Tomb of Cyrus the Great, Pasargadae
The tomb of Cyrus the Great, which is located in Pasargadae, the capital of the Achaemenid Empire. It is in the world heritage list of the United Nations Educational, Scientific and Cultural Organization (UNESCO). The tomb is very simple in design and easy to access. Above the six steps of stairs at the bottom, there are three main parts of the tomb, an elevated podium, a small chamber and a roof. From these simple structures we could tell about the culture, politics and technology of the Achaemenid Empire.
In terms of culture, we could see that the mausoleum of Cyrus the Great is a blend of different cultures such as Elamite and Urartian. For example, the small chamber of the tomb is believed to be influenced by the Urartian, which is located at Armenia today. Moreover, the design of the Tomb is based on Elamite zigguarts. From these perspectives, we could appreciate the intelligence of Persian to combine different cultures in architecture.
As for technology, we could see the uses of Ionian and Lydian archaeological techniques. The basic unit of the tomb is blocks that have almost the same size and interestingly, they are put together without any cement but a system of special clamps. This technology is originated from the Ionians and Lydians. Such technique is used may refer to Cyrus the Great’s conquest of Lydia in 546BC.

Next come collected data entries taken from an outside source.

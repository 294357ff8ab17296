//! The caller-facing entity surface.
//!
//! An [`Entity`] owns the node tree and value cache of one entity. Fields
//! are addressed by alias through a [`Cursor`], or by dotted path such as
//! `"name.0.full_name"` where numeric segments index lists.

use std::cell::RefCell;
use std::fmt;
use std::rc::Rc;
use std::sync::Arc;

use strata_foundation::{EntityId, Error, ErrorContext, ErrorKind, Result};
use strata_storage::EntitySchema;
use tracing::{debug, info};

use crate::access::GroupPermissions;
use crate::cache::ValueCache;
use crate::codec::TypedValue;
use crate::context::ModelContext;
use crate::grouping::{GroupingNode, NodeFactory};
use crate::node::{FieldInput, PseudoList, PseudoNode, PseudoValue, Unavailable, out_of_range};
use crate::reconcile::{WritePlan, reconcile, settle};
use crate::resolve::resolve;
use crate::unit_ref::UnitRef;

/// Shared, mutable handle to an entity, used by relationships.
pub type EntityHandle = Rc<RefCell<Entity>>;

/// What a save did.
#[derive(Clone, Copy, Debug, Default, PartialEq, Eq)]
pub struct SaveReport {
    /// Units inserted or updated.
    pub written: usize,
    /// Persisted units left unchanged.
    pub passed_through: usize,
    /// Units deleted.
    pub deleted: usize,
    /// Cross-references created.
    pub cross_references_created: usize,
    /// Cross-references found and reused.
    pub cross_references_reused: usize,
}

/// One entity: its id, schema, loaded units and node tree.
pub struct Entity {
    ctx: ModelContext,
    schema: Arc<EntitySchema>,
    id: Option<EntityId>,
    cache: ValueCache,
    root: GroupingNode,
    permissions: Arc<GroupPermissions>,
}
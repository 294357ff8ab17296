//! Integration tests for Layer 0: Foundation
//!
//! Tests for core types: Value, identifiers, Error, and persistent collections.

mod collections;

In terms of politics, from the extremely simple structure and the accessibility of the tomb, we could see that Cyrus the Great want to promote a positive image to people. Although Cyrus the Great had conquered many places, his tomb is designed in a simple way, we may deduce that Cyrus the Great is a humble king who does not want to show off his achievements. Furthermore, the accessibility of the tomb is extremely high. It may reveal that Cyrus the Great is a benevolence king who wants to be close to his people.
Apadana Palace, Persepolis
Palace Apadana, perhaps the most beautiful building in Persepolis, was designed by King Darius, after his conquest of Egypt in 518BC. It was Darius I’s favoutite residence. The whole building was supported by 72 delicately designed stone columns yet only 13 were left today. There were two finely crafted stairways located on the north and the east, which lead into the hall. The Apadana was mainly designed for Persian kings to receive tributes from all nations in the empire and at the same time, for the kings to send out gifts to the nations under their administration. From this...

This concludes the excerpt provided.